Permanent moorings for those who live on the roughly 2,000 miles of waterways managed by the trust are costly and in short supply.

Chonofsky is therefore one of around 7,000 boaters classed as a “continuous cruiser”, meaning she must move her boat every 14 days.

While a cheaper option than a permanent mooring, her new licence includes a new surcharge for continuous cruising, which she says amounts to a public service.

“We report damage, we use the locks, we keep things running.
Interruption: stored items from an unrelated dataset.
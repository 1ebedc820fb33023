//! Core logic for the useless-box firmware.
//!
//! Everything here is pure state-machine code driven by a monotonic
//! millisecond clock and the capability traits in [`hal`], so the whole
//! crate tests on the host (`cargo test`) with the in-memory backends
//! in [`sim`]. The embedded binary (main.rs, behind the `embedded`
//! feature) supplies real nRF52 implementations of the same traits.

#![cfg_attr(not(test), no_std)]

pub mod button;
pub mod buzzer;
pub mod config;
pub mod controller;
pub mod coordinator;
pub mod hal;
pub mod menu;
pub mod motor;
pub mod rgb;
pub mod settings;
pub mod sim;

#[cfg(feature = "embedded")]
pub mod storage;

pub use controller::UselessBox;
pub use hal::{Hardware, SettingsStore};
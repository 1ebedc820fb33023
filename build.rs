//! Stages the linker memory layout for the embedded build.

use std::env;
use std::fs;
use std::path::PathBuf;

fn main() {
    let out = PathBuf::from(env::var("OUT_DIR").unwrap());

    // The linker finds memory.x via the OUT_DIR search path.
    fs::copy("memory.x", out.join("memory.x")).unwrap();
    println!("cargo:rustc-link-search={}", out.display());

    println!("cargo:rerun-if-changed=memory.x");
    println!("cargo:rerun-if-changed=build.rs");
}
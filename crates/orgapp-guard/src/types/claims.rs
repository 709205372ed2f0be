//! Claim configuration types.
//!
//! Claim configuration describes which identity attributes an application
//! requests and how they map onto local claims. Fragments never keep a local
//! copy of it; they inherit it from their main application at read time.

use serde::{Deserialize, Serialize};

/// Identity claims requested by an application and their mappings.
#[derive(Debug, Clone, Default, PartialEq, Eq, Serialize, Deserialize)]
#[serde(rename_all = "camelCase", default)]
pub struct ClaimConfig {
    /// Claim URI carrying the user's roles.
    #[serde(skip_serializing_if = "Option::is_none")]
    pub role_claim_uri: Option<String>,

    /// Claim URI used as the subject identifier.
    #[serde(skip_serializing_if = "Option::is_none")]
    pub user_claim_uri: Option<String>,

    /// Whether the application uses the local claim dialect.
    pub local_claim_dialect: bool,

    /// Send the mapped local subject id instead of the federated one.
    pub always_send_mapped_local_subject_id: bool,

    /// Requested claims and their local mappings.
    pub claim_mappings: Vec<ClaimMapping>,
}

impl ClaimConfig {
    /// Returns the mappings the application marked as requested.
    pub fn requested_claims(&self) -> impl Iterator<Item = &ClaimMapping> {
        self.claim_mappings.iter().filter(|m| m.requested)
    }

    /// Returns the mappings the application marked as mandatory.
    pub fn mandatory_claims(&self) -> impl Iterator<Item = &ClaimMapping> {
        self.claim_mappings.iter().filter(|m| m.mandatory)
    }
}

/// Mapping between a local claim and the claim URI an application sees.
#[derive(Debug, Clone, PartialEq, Eq, Serialize, Deserialize)]
#[serde(rename_all = "camelCase")]
pub struct ClaimMapping {
    pub local_claim: String,

    pub remote_claim: String,

    #[serde(default)]
    pub requested: bool,

    #[serde(default)]
    pub mandatory: bool,

    #[serde(default, skip_serializing_if = "Option::is_none")]
    pub default_value: Option<String>,
}

impl ClaimMapping {
    /// Creates a requested, optional mapping.
    pub fn requested(local_claim: impl Into<String>, remote_claim: impl Into<String>) -> Self {
        Self {
            local_claim: local_claim.into(),
            remote_claim: remote_claim.into(),
            requested: true,
            mandatory: false,
            default_value: None,
        }
    }

    /// Marks the mapping as mandatory.
    #[must_use]
    pub fn mandatory(mut self) -> Self {
        self.mandatory = true;
        self
    }
}

#[cfg(test)]
mod tests {
    use super::*;

    #[test]
    fn test_requested_and_mandatory_filters() {
        let config = ClaimConfig {
            claim_mappings: vec![
                ClaimMapping::requested("http://example.org/claims/emailaddress", "email").mandatory(),
                ClaimMapping::requested("http://example.org/claims/givenname", "given_name"),
                ClaimMapping {
                    local_claim: "http://example.org/claims/country".to_string(),
                    remote_claim: "country".to_string(),
                    requested: false,
                    mandatory: false,
                    default_value: Some("LK".to_string()),
                },
            ],
            ..Default::default()
        };

        assert_eq!(config.requested_claims().count(), 2);
        assert_eq!(config.mandatory_claims().count(), 1);
    }

    #[test]
    fn test_claim_config_deserializes_with_defaults() {
        let config: ClaimConfig = serde_json::from_str(
            r#"{"claimMappings":[{"localClaim":"a","remoteClaim":"b","requested":true}]}"#,
        )
        .unwrap();

        assert!(!config.local_claim_dialect);
        assert!(config.role_claim_uri.is_none());
        assert_eq!(config.claim_mappings.len(), 1);
        assert!(!config.claim_mappings[0].mandatory);
    }
}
If we disappear, it’ll be a huge loss – culturally and practically,” Chonofsky said.

FUNDING CUTS

In 2023, the government said it would reduce the Canal and River Trust’s core annual funding from 52.6 million pounds to 31.5 million pounds by 2027. The trust said this would leave a shortfall of around 300 million pounds over the next decade.

“The cost of materials, labour and infrastructure work is rising, and our government grant is being reduced,” Matthew Symonds, the charity’s head of boating said.

The trust said boaters were not being asked to bear the full cost of its funding shortfall and that it wanted to preserve access, while keeping ageing waterways safe and functional.

“Our goal is to make sure they’re around for generations to come – and that means everyone has to contribute a little more to keep them afloat,” Symonds said.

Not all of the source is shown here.